Robert Chenciner (Academic Visitor) 1945 – 2021

Robert Chenciner, remembered by RESC Director Roy Allison

Bob Chenciner (SAM 1987-2017, SCR Member 2017-2019; AV 2018-2021) who passed away on 30 October, after an illness of some months, was one of the college’s longest-standing senior members, whose colourful interests and learned scholarship livened up countless college dinners and seminars. He had a particularly close association with the Russian and Eurasian Studies Centre (RESC), as an authority on the eastern Caucasus – a region he first visited in 1983, driven by an interest in its textiles and material cultures. He wore his knowledge lightly, yet surprised many with his extraordinary contacts, deep understanding, and amusing stories and anecdotes about places hardly known even to fellows of RESC.

Bob’s interests in culture and the fine arts expanded to the history, ethnography, religions, customary law and refugee issues, as well as local languages of the eastern Caucasus. He had a special commitment to the republic of Dagestan in the Russian North Caucasus, worked with local ethnographers for over thirty years, and wrote the standard scholarly text on the republic, Daghestan: Tradition and Survival (1997).

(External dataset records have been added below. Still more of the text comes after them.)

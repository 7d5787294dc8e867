//! Property tests for the tallies over the supported date range.

use proptest::prelude::*;
use saju_base::{
    Branch, Glyph, PillarRole, Stem, TenGod, compute_pillars, tally, ten_god, ten_gods,
};
use saju_time::{HourSlot, SolarDate, TimeSlot, days_in_month};

fn any_input() -> impl Strategy<Value = (SolarDate, TimeSlot)> {
    (1900i32..=2100, 1u32..=12, 0u8..13)
        .prop_flat_map(|(y, m, s)| (Just(y), Just(m), 1..=days_in_month(y, m), Just(s)))
        .prop_map(|(y, m, d, s)| {
            let time = if s == 12 {
                TimeSlot::Unknown
            } else {
                TimeSlot::Known(HourSlot::new(s).unwrap())
            };
            (SolarDate::new(y, m, d).unwrap(), time)
        })
}

proptest! {
    #[test]
    fn element_tally_sums_to_eight((date, time) in any_input()) {
        let p = compute_pillars(date, time).unwrap();
        let (el, _) = tally(&p);
        prop_assert_eq!(el.total(), 8);
    }

    #[test]
    fn ten_god_tally_sums_to_seven((date, time) in any_input()) {
        let p = compute_pillars(date, time).unwrap();
        let (_, tg) = tally(&p);
        prop_assert_eq!(tg.total(), 7);
    }

    #[test]
    fn day_stem_is_never_counted((date, time) in any_input()) {
        let p = compute_pillars(date, time).unwrap();
        let related = ten_gods(&p);
        prop_assert_eq!(related.len(), 7);
        prop_assert!(related
            .iter()
            .all(|(g, _)| !(g.role == PillarRole::Day && matches!(g.glyph, Glyph::Stem(_)))));
    }

    #[test]
    fn pipeline_is_deterministic((date, time) in any_input()) {
        let a = compute_pillars(date, time).unwrap();
        let b = compute_pillars(date, time).unwrap();
        prop_assert_eq!(a, b);
        prop_assert_eq!(tally(&a), tally(&b));
    }

    #[test]
    fn peer_only_for_same_element_and_polarity(s in 0u8..10, g in 0u8..10) {
        let day = Stem::from_index(s);
        let other = Stem::from_index(g);
        let same = day.element() == other.element() && day.polarity() == other.polarity();
        prop_assert_eq!(ten_god(day, Glyph::Stem(other)) == TenGod::Peer, same);
    }
}

#[test]
fn intrinsic_branch_rule_gap_vs_ja() {
    assert_eq!(ten_god(Stem::Gap, Glyph::Branch(Branch::Ja)), TenGod::InputSame);
}
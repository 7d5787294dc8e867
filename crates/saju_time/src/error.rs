//! Error types for civil-calendar validation.

use thiserror::Error;

/// Errors from date validation, hour-slot parsing, or the supported-year check.
#[derive(Debug, Clone, PartialEq, Eq, Error)]
#[non_exhaustive]
pub enum CalendarError {
    /// The date does not exist in the Gregorian calendar (e.g. Feb 30).
    #[error("invalid date: {year:04}-{month:02}-{day:02}")]
    InvalidDate { year: i32, month: u32, day: u32 },
    /// The year lies outside the window covered by the solar-term table.
    #[error("year {year} outside supported range {first}..={last}")]
    UnsupportedYearRange { year: i32, first: i32, last: i32 },
    /// Julian Day Number outside the range that maps back to a calendar date.
    #[error("julian day number {0} out of range")]
    JulianDayOutOfRange(i64),
    /// Hour slot index is not in 0..=11.
    #[error("invalid hour slot {0} (expected 0-11)")]
    InvalidHourSlot(u8),
    /// Clock time is not a valid HH:MM.
    #[error("invalid clock time {hour:02}:{minute:02}")]
    InvalidClock { hour: u32, minute: u32 },
    /// Text could not be parsed into a date or time.
    #[error("parse error: {0}")]
    Parse(String),
}
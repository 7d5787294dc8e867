//! Statistical calibration over the enumerable input space.
//!
//! The input space is every `(day, hour slot)` pair in a span of years. It
//! is flattened as `day_offset * 12 + slot` and sampled every `stride`
//! points, so a stride coprime to 12 and 60 walks through all slots and
//! all sexagenary days evenly. Each sample runs the full pipeline.
//!
//! There is no closed-form balance proof for the axis formulas; thresholds
//! are chosen here, by [`tune`], against [`CoverageBounds`].

use serde::Serialize;

use saju_base::{compute_pillars, tally};
use saju_time::{HourSlot, SolarDate, TimeSlot};

use crate::classifier::{AxisInputs, decide, score_inputs};
use crate::config::ClassifierConfig;
use crate::error::ClassifyError;
use crate::type_code::{ALL_AXES, ALL_TYPE_CODES, Axis, TypeCode};

/// Range of birth years and sampling stride.
#[derive(Debug, Clone, Copy, PartialEq, Eq, Serialize)]
pub struct CalibrationSpan {
    pub first_year: i32,
    pub last_year: i32,
    /// Take every `stride`-th point of the flattened (day, slot) space.
    pub stride: usize,
}

impl Default for CalibrationSpan {
    fn default() -> Self {
        Self {
            first_year: 1940,
            last_year: 2009,
            stride: 61,
        }
    }
}

impl CalibrationSpan {
    fn validate(&self) -> Result<(), ClassifyError> {
        if self.first_year > self.last_year {
            return Err(ClassifyError::InvalidSpan("first_year after last_year"));
        }
        if self.stride == 0 {
            return Err(ClassifyError::InvalidSpan("stride must be greater than zero"));
        }
        Ok(())
    }

    /// Sampled `(date, slot)` points in ascending order.
    pub fn points(&self) -> Result<Vec<(SolarDate, HourSlot)>, ClassifyError> {
        self.validate()?;
        let first = SolarDate::new(self.first_year, 1, 1)?.check_supported()?;
        let last = SolarDate::new(self.last_year, 12, 31)?.check_supported()?;
        let days = (last.julian_day_number() - first.julian_day_number() + 1) as usize;

        let mut out = Vec::with_capacity(days * 12 / self.stride + 1);
        for flat in (0..days * 12).step_by(self.stride) {
            let date =
                SolarDate::from_julian_day_number(first.julian_day_number() + (flat / 12) as i64)?;
            let slot = HourSlot::new((flat % 12) as u8)?;
            out.push((date, slot));
        }
        Ok(out)
    }
}

/// Acceptance bounds for a calibrated config.
#[derive(Debug, Clone, Copy, PartialEq, Serialize)]
pub struct CoverageBounds {
    /// No single code may exceed this share of the sample.
    pub max_code_share: f64,
    /// Each axis' first-letter share must lie in `[min, 1 - min]`.
    pub min_axis_share: f64,
}

impl Default for CoverageBounds {
    fn default() -> Self {
        Self {
            max_code_share: 0.18,
            min_axis_share: 0.25,
        }
    }
}

/// A failed coverage or balance check.
#[derive(Debug, Clone, Copy, PartialEq, Serialize)]
pub enum CoverageViolation {
    MissingCode(TypeCode),
    CodeShareTooHigh { code: TypeCode, share: f64 },
    AxisImbalance { axis: Axis, first_letter_share: f64 },
}

impl std::fmt::Display for CoverageViolation {
    fn fmt(&self, f: &mut std::fmt::Formatter<'_>) -> std::fmt::Result {
        match self {
            Self::MissingCode(code) => write!(f, "code {code} never produced"),
            Self::CodeShareTooHigh { code, share } => {
                write!(f, "code {code} takes {:.1}% of the sample", share * 100.0)
            }
            Self::AxisImbalance {
                axis,
                first_letter_share,
            } => write!(
                f,
                "{} axis picks {} for {:.1}% of the sample",
                axis.name(),
                axis.letters()[0],
                first_letter_share * 100.0
            ),
        }
    }
}

/// Distribution of codes and axis letters over a sample.
#[derive(Debug, Clone, PartialEq, Eq, Serialize)]
pub struct CalibrationReport {
    pub config: ClassifierConfig,
    pub samples: usize,
    /// Count per code, indexed by [`TypeCode::index`].
    pub histogram: [usize; 16],
    /// First-letter count per axis, indexed by [`Axis::index`].
    pub first_letter_counts: [usize; 4],
}

impl CalibrationReport {
    fn empty(config: ClassifierConfig) -> Self {
        Self {
            config,
            samples: 0,
            histogram: [0; 16],
            first_letter_counts: [0; 4],
        }
    }

    fn record(&mut self, code: TypeCode) {
        self.samples += 1;
        self.histogram[code.index() as usize] += 1;
        for axis in ALL_AXES {
            if code.is_first_letter(axis) {
                self.first_letter_counts[axis.index() as usize] += 1;
            }
        }
    }

    pub fn count(&self, code: TypeCode) -> usize {
        self.histogram[code.index() as usize]
    }

    pub fn share(&self, code: TypeCode) -> f64 {
        if self.samples == 0 {
            return 0.0;
        }
        self.count(code) as f64 / self.samples as f64
    }

    /// Share of the sample taking the first letter of `axis`.
    pub fn first_letter_share(&self, axis: Axis) -> f64 {
        if self.samples == 0 {
            return 0.0;
        }
        self.first_letter_counts[axis.index() as usize] as f64 / self.samples as f64
    }

    pub fn missing_codes(&self) -> Vec<TypeCode> {
        ALL_TYPE_CODES
            .iter()
            .copied()
            .filter(|&c| self.count(c) == 0)
            .collect()
    }

    /// Most frequent code and its share.
    pub fn dominant(&self) -> (TypeCode, f64) {
        let code = ALL_TYPE_CODES
            .iter()
            .copied()
            .max_by_key(|&c| self.count(c))
            .unwrap_or(ALL_TYPE_CODES[0]);
        (code, self.share(code))
    }

    pub fn max_share(&self) -> f64 {
        self.dominant().1
    }

    pub fn min_share(&self) -> f64 {
        ALL_TYPE_CODES
            .iter()
            .map(|&c| self.share(c))
            .fold(f64::INFINITY, f64::min)
    }

    /// All violations of `bounds`. Empty means the config passes.
    pub fn check(&self, bounds: &CoverageBounds) -> Vec<CoverageViolation> {
        let mut out: Vec<CoverageViolation> = self
            .missing_codes()
            .into_iter()
            .map(CoverageViolation::MissingCode)
            .collect();
        for code in ALL_TYPE_CODES {
            let share = self.share(code);
            if share > bounds.max_code_share {
                out.push(CoverageViolation::CodeShareTooHigh { code, share });
            }
        }
        for axis in ALL_AXES {
            let share = self.first_letter_share(axis);
            if share < bounds.min_axis_share || share > 1.0 - bounds.min_axis_share {
                out.push(CoverageViolation::AxisImbalance {
                    axis,
                    first_letter_share: share,
                });
            }
        }
        out
    }

    pub fn passes(&self, bounds: &CoverageBounds) -> bool {
        self.check(bounds).is_empty()
    }
}

/// Axis inputs for every sampled point, computed once.
#[derive(Debug, Clone)]
pub struct CalibrationSample {
    pub span: CalibrationSpan,
    inputs: Vec<AxisInputs>,
}

impl CalibrationSample {
    /// Run pillars and tallies for every point in `span`.
    pub fn collect(span: CalibrationSpan) -> Result<Self, ClassifyError> {
        let points = span.points()?;
        let mut inputs = Vec::with_capacity(points.len());
        for (date, slot) in points {
            let pillars = compute_pillars(date, TimeSlot::Known(slot))?;
            let (elements, ten_gods) = tally(&pillars);
            inputs.push(AxisInputs::from_tallies(&elements, &ten_gods, &pillars));
        }
        tracing::debug!(
            first_year = span.first_year,
            last_year = span.last_year,
            stride = span.stride,
            samples = inputs.len(),
            "collected calibration sample"
        );
        Ok(Self { span, inputs })
    }

    pub fn len(&self) -> usize {
        self.inputs.len()
    }

    pub fn is_empty(&self) -> bool {
        self.inputs.is_empty()
    }

    /// Classify every sample under `config`.
    pub fn report(&self, config: &ClassifierConfig) -> CalibrationReport {
        let mut report = CalibrationReport::empty(*config);
        for x in &self.inputs {
            report.record(decide(config, &score_inputs(config, x)));
        }
        report
    }
}

/// Classify every point of `span` under `config` and summarize.
pub fn run_calibration(
    config: &ClassifierConfig,
    span: CalibrationSpan,
) -> Result<CalibrationReport, ClassifyError> {
    let report = CalibrationSample::collect(span)?.report(config);
    let (code, share) = report.dominant();
    tracing::info!(
        samples = report.samples,
        dominant = %code,
        dominant_share = share,
        missing = report.missing_codes().len(),
        "calibration run"
    );
    Ok(report)
}

/// Sweep the Energy and Lifestyle thresholds, keeping all weights of
/// `base`, and return the passing config with the smallest dominant-code
/// share. `None` if no threshold pair passes.
pub fn tune(
    base: &ClassifierConfig,
    sample: &CalibrationSample,
    bounds: &CoverageBounds,
) -> Option<CalibrationReport> {
    let max_energy = base.energy.season_bonus + 7 * base.energy.peer_weight.max(base.energy.input_weight);
    let mut best: Option<CalibrationReport> = None;

    for energy_threshold in 0..=max_energy {
        for lifestyle_threshold in 1..=base.lifestyle.max_balance() {
            let mut config = *base;
            config.energy.threshold = energy_threshold;
            config.lifestyle.threshold = lifestyle_threshold;

            let report = sample.report(&config);
            let violations = report.check(bounds);
            if !violations.is_empty() {
                tracing::trace!(energy_threshold, lifestyle_threshold, violations = violations.len(), "rejected");
                continue;
            }
            if best.as_ref().is_none_or(|b| report.max_share() < b.max_share()) {
                best = Some(report);
            }
        }
    }

    match &best {
        Some(r) => tracing::info!(
            energy_threshold = r.config.energy.threshold,
            lifestyle_threshold = r.config.lifestyle.threshold,
            max_share = r.max_share(),
            "tuned thresholds"
        ),
        None => tracing::warn!("no threshold pair satisfies the coverage bounds"),
    }
    best
}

Just this year he completed a major co-authored successor volume, Dagestan: History, Ethnography and Identity, now, sadly, to be published posthumously by Routledge. Other titles offer a flavour of Bob’s diverse, perhaps esoteric corpus of work: Tattooed Mountain Women and Spoon Boxes of Daghestan, 2006 – which made the Bookseller Magazine shortlist for the oddest book title of the year – and Dragons, Padlocks and Tamerlane’s Balls – A Material-Cultural Memoir of Textiles, Art, Metals and Myths, 2013. Yet Bob also had a very different side – immersing himself deeply in real world problems and injustices. From 2000 till this year he wrote amazingly over 1100 full Country Expert reports, mainly for UK Asylum Tribunals. These covered asylum seekers of every imaginable ethnicity, in complex cases from all the states of the former USSR. He also assisted the work of the Dutch Refugee Council, acted as an OSCE election monitor and lectured widely for practitioner audiences.

Bob thrived in the internationalist atmosphere of St Antony’s and the diversity of its membership. Perhaps he felt it was something of a living expression of the multinational Dagestan to which he had committed so much of his life. He felt the hall was the social hub of the college and indeed made his own generous contribution to the experience of dining in college, both for students and High Table diners, by lending three large and valuable Dagestani carpets with striking, colourful patterns. These adorned one wall of the hall for many years before the Hilda Besse Building refurbishment.  Bob’s lively and erudite presence in college is fondly remembered and will be missed.